右美托咪定具有明显的神经保护作用,然而其是否能够减轻妊娠中期因使用异氟醚麻醉所致的胎儿大脑神经毒性,尚不清楚。实验给予孕14d大鼠持续吸入1.5%异氟醚4h,在吸入气体前15 min以及吸入气体2h时腹腔内注射右美托咪定5,10,20 μg/kg。结果显示,吸入1.5%异氟醚4h后,20 μg/kg右美托咪定能明显减轻异氟烷诱导的胎鼠大脑神经细胞的凋亡,减少大脑神经细胞凋亡,逆转脑源性神经营养因子表达的下调,减轻胎鼠成年后空间学习记忆能力的衰退。表明右美托咪定可减缓异氟醚对妊娠中期胎鼠大脑神经元的损伤程度,且脑源性神经营养因子参与此过程。

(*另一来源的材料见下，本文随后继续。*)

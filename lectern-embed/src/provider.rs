//! Embedding provider implementations

use crate::config::EmbedConfig;
use crate::error::{EmbedError, Result};
use async_trait::async_trait;
use fastembed::{EmbeddingModel, InitOptions, TextEmbedding};
use fnv::FnvHasher;
use half::f16;
use std::collections::HashMap;
use std::hash::Hasher;
use std::sync::{Arc, Mutex, OnceLock};

/// Result of embedding generation
#[derive(Debug, Clone)]
pub struct EmbeddingResult {
    /// The generated embeddings, one per input text
    pub embeddings: Vec<Vec<f16>>,
    /// The dimension of each embedding vector
    pub dimension: usize,
}

impl EmbeddingResult {
    /// Create a new embedding result from a vector of f16 embeddings.
    ///
    /// The dimension is inferred from the first embedding vector. If the
    /// embeddings vector is empty, dimension defaults to 0, so callers that
    /// need a real dimension must treat that as an error.
    pub fn new(embeddings: Vec<Vec<f16>>) -> Self {
        let dimension = embeddings.first().map(|e| e.len()).unwrap_or(0);
        Self {
            embeddings,
            dimension,
        }
    }

    /// Returns the number of embedding vectors in this result.
    pub fn len(&self) -> usize {
        self.embeddings.len()
    }

    /// Returns `true` if this result contains no embedding vectors.
    pub fn is_empty(&self) -> bool {
        self.embeddings.is_empty()
    }
}

/// Type alias for cached model entries (model, dimension)
type ModelCacheEntry = (Arc<Mutex<TextEmbedding>>, usize);

/// Global cache for initialized embedding models to avoid reloading
static MODEL_CACHE: OnceLock<Mutex<HashMap<String, ModelCacheEntry>>> = OnceLock::new();

/// Get the global model cache
fn get_model_cache() -> &'static Mutex<HashMap<String, ModelCacheEntry>> {
    MODEL_CACHE.get_or_init(|| Mutex::new(HashMap::new()))
}

/// Trait for embedding providers that can generate embeddings from text.
///
/// The provider is a capability object: constructed once, then injected into
/// both the index builder and the retriever so the (expensive) model load
/// happens a single time per process.
#[async_trait]
pub trait EmbeddingProvider: Send + Sync {
    /// Generate an embedding for a single text
    async fn embed_text(&self, text: &str) -> Result<Vec<f16>>;

    /// Generate embeddings for multiple texts (batch processing)
    async fn embed_texts(&self, texts: &[String]) -> Result<EmbeddingResult>;

    /// Get the dimension of embeddings produced by this provider
    fn embedding_dimension(&self) -> usize;

    /// Get the name of the underlying model
    fn model_name(&self) -> &str;

    /// Get the name/identifier of this provider
    fn provider_name(&self) -> &str;
}

/// FastEmbed-based embedding provider using local ONNX models
#[derive(Clone)]
pub struct FastEmbedProvider {
    config: EmbedConfig,
    model: Option<Arc<Mutex<TextEmbedding>>>,
    dimension: usize,
}

impl std::fmt::Debug for FastEmbedProvider {
    fn fmt(&self, f: &mut std::fmt::Formatter<'_>) -> std::fmt::Result {
        f.debug_struct("FastEmbedProvider")
            .field("config", &self.config)
            .field("model", &self.model.is_some())
            .field("dimension", &self.dimension)
            .finish()
    }
}

impl FastEmbedProvider {
    /// Creates a new uninitialized provider. Call [`initialize`](Self::initialize)
    /// (or use [`create`](Self::create)) before embedding anything.
    pub fn new(config: EmbedConfig) -> Self {
        Self {
            config,
            model: None,
            dimension: 384, // Default dimension for all-MiniLM-L6-v2
        }
    }

    /// Loads the embedding model, reusing the process-wide cache when the
    /// same configuration was initialized before.
    pub async fn initialize(&mut self) -> Result<()> {
        tracing::info!(
            "Initializing FastEmbed provider for model: {}",
            self.config.model_name()
        );

        let cache_key = self.create_cache_key();

        // Check if model is already cached
        let cached_data = {
            let cache = get_model_cache().lock().unwrap();
            cache
                .get(&cache_key)
                .map(|(model, dim)| (Arc::clone(model), *dim))
        };

        if let Some((cached_model, cached_dimension)) = cached_data {
            tracing::info!("Using cached model for: {}", self.config.model_name());
            self.model = Some(cached_model);
            self.dimension = cached_dimension;
            return self.validate_model().await;
        }

        // Load model in a blocking task
        let config = self.config.clone();
        let (model, dimension) =
            tokio::task::spawn_blocking(move || -> Result<(TextEmbedding, usize)> {
                tracing::info!("Loading embedding model: {}", config.model_name());

                let init_options = InitOptions::new(EmbeddingModel::AllMiniLML6V2)
                    .with_show_download_progress(true);

                let mut model = TextEmbedding::try_new(init_options)
                    .map_err(|e| EmbedError::External { source: e })?;

                // Get dimension by generating a test embedding
                let test_embeddings = model
                    .embed(vec!["test".to_string()], None)
                    .map_err(|e| EmbedError::External { source: e })?;
                let dimension = test_embeddings.first().map(|emb| emb.len()).unwrap_or(384);

                tracing::info!("Model loaded successfully. Dimension: {}", dimension);
                Ok((model, dimension))
            })
            .await??;

        let model_arc = Arc::new(Mutex::new(model));

        // Cache the model
        {
            let mut cache = get_model_cache().lock().unwrap();
            cache.insert(cache_key, (Arc::clone(&model_arc), dimension));
        }

        self.model = Some(model_arc);
        self.dimension = dimension;

        self.validate_model().await
    }

    /// Creates and initializes a provider in one step.
    pub async fn create(config: EmbedConfig) -> Result<Self> {
        let mut provider = Self::new(config);
        provider.initialize().await?;
        Ok(provider)
    }

    /// Create a cache key based on the model configuration
    fn create_cache_key(&self) -> String {
        // Serialize entire config to deterministic JSON
        let config_json =
            serde_json::to_string(&self.config).expect("Config should always serialize");

        // Hash with FNV for deterministic, fast hashing
        let mut hasher = FnvHasher::default();
        hasher.write(b"v1:"); // Version prefix
        hasher.write(config_json.as_bytes());

        format!("v1:{:x}", hasher.finish())
    }

    /// Validate that the model is working correctly
    async fn validate_model(&self) -> Result<()> {
        let model = self
            .model
            .as_ref()
            .ok_or_else(|| EmbedError::invalid_config("Model not initialized"))?;

        // Test the model with a simple embedding
        let test_text = "validation test";
        let model_clone = Arc::clone(model);

        let validation_result = tokio::task::spawn_blocking(move || -> Result<Vec<Vec<f32>>> {
            let mut model_guard = model_clone.lock().unwrap();
            model_guard
                .embed(vec![test_text.to_string()], None)
                .map_err(|e| EmbedError::External { source: e })
        })
        .await??;

        let embedding = validation_result
            .first()
            .filter(|embedding| !embedding.is_empty())
            .ok_or_else(|| {
                EmbedError::invalid_config("Model validation failed: no embedding generated")
            })?;

        if embedding.len() != self.dimension {
            return Err(EmbedError::invalid_config(format!(
                "Model validation failed: expected dimension {}, got {}",
                self.dimension,
                embedding.len()
            )));
        }

        if embedding.iter().any(|value| !value.is_finite()) {
            return Err(EmbedError::invalid_config(
                "Model validation failed: non-finite values in embedding",
            ));
        }

        tracing::debug!("Model validation passed for: {}", self.config.model_name());
        Ok(())
    }

    /// Clears the process-wide model cache.
    pub fn clear_cache() {
        let cache = get_model_cache();
        let mut cache_guard = cache.lock().unwrap();
        cache_guard.clear();
        tracing::info!("Model cache cleared");
    }

    /// Returns the number of cached models.
    pub fn cache_size() -> usize {
        let cache = get_model_cache();
        let cache_guard = cache.lock().unwrap();
        cache_guard.len()
    }

    /// Convert f32 embeddings to f16, normalizing to unit length when the
    /// config asks for it (inner-product search then behaves as cosine
    /// similarity).
    fn convert_to_f16(&self, embeddings: Vec<Vec<f32>>) -> Vec<Vec<f16>> {
        embeddings
            .into_iter()
            .map(|embedding| {
                let mut f16_embedding: Vec<f16> =
                    embedding.into_iter().map(f16::from_f32).collect();

                if self.config.normalize {
                    let norm: f32 = f16_embedding
                        .iter()
                        .map(|x| x.to_f32() * x.to_f32())
                        .sum::<f32>()
                        .sqrt();
                    if norm > 0.0 {
                        for value in &mut f16_embedding {
                            *value = f16::from_f32(value.to_f32() / norm);
                        }
                    }
                }

                f16_embedding
            })
            .collect()
    }
}

#[async_trait]
impl EmbeddingProvider for FastEmbedProvider {
    async fn embed_text(&self, text: &str) -> Result<Vec<f16>> {
        let texts = vec![text.to_string()];
        let result = self.embed_texts(&texts).await?;
        result
            .embeddings
            .into_iter()
            .next()
            .ok_or_else(|| EmbedError::invalid_config("No embedding generated for text"))
    }

    async fn embed_texts(&self, texts: &[String]) -> Result<EmbeddingResult> {
        if texts.is_empty() {
            return Ok(EmbeddingResult::new(vec![]));
        }

        let model = self.model.as_ref().ok_or_else(|| {
            EmbedError::invalid_config("Model not initialized. Call initialize() first.")
        })?;

        tracing::debug!("Generating embeddings for {} texts", texts.len());

        // Process in batches to avoid memory issues
        let batch_size = self.config.batch_size.max(1);
        let mut all_embeddings = Vec::new();

        for chunk in texts.chunks(batch_size) {
            let chunk = chunk.to_vec();
            let model_clone = Arc::clone(model);

            let batch_embeddings = tokio::task::spawn_blocking(move || -> Result<Vec<Vec<f32>>> {
                tracing::debug!("Processing batch of {} texts", chunk.len());

                let mut model_guard = model_clone.lock().unwrap();
                let embeddings = model_guard
                    .embed(chunk, None)
                    .map_err(|e| EmbedError::External { source: e })?;

                Ok(embeddings)
            })
            .await??;

            let f16_embeddings = self.convert_to_f16(batch_embeddings);
            all_embeddings.extend(f16_embeddings);
        }

        tracing::debug!("Generated {} embeddings", all_embeddings.len());
        Ok(EmbeddingResult::new(all_embeddings))
    }

    fn embedding_dimension(&self) -> usize {
        self.dimension
    }

    fn model_name(&self) -> &str {
        self.config.model_name()
    }

    fn provider_name(&self) -> &str {
        "fastembed"
    }
}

orcid:0000-0002-4975-3949(Zhi-yuan Su)

关键词: 神经再生, 右美托咪定, 异氟醚, 胎鼠, 细胞凋亡, 脑源性神经营养因子, 行为, 神经保护, 神经退行性疾病

Abstract:

Dexmedetomidine has significant neuroprotective effects. However, whether its protective effects can reduce neurotoxicity caused by isoflurane in fetal brain during the second trimester of pregnancy remains unclear. In this study, timed-pregnancy rats at gestational day 14 spontaneously inhaled 1.5% isoflurane for 4 hours, and were intraperitoneally injected with dexmedetomidine at dosages of 5, 10, 20, and 20 μg/kg 15 minutes before inhalation and after inhalation for 2 hours. Our results demonstrate that 4 hours after inhaling isoflurane, 20 μg/kg dexmedetomidine visibly mitigated isoflurane-induced neuronal apoptosis, reversed downregulation of brain-derived neurotrophic factor expression, and lessened decreased spatial learning and memory ability in adulthood in the fetal rats. Altogether, these findings indicate that dexmedetomidine can reduce neurodegeneration induced by isoflurane in fetal rats during the second trimester of pregnancy. Further, brain-derived neurotrophic factor participates in this process.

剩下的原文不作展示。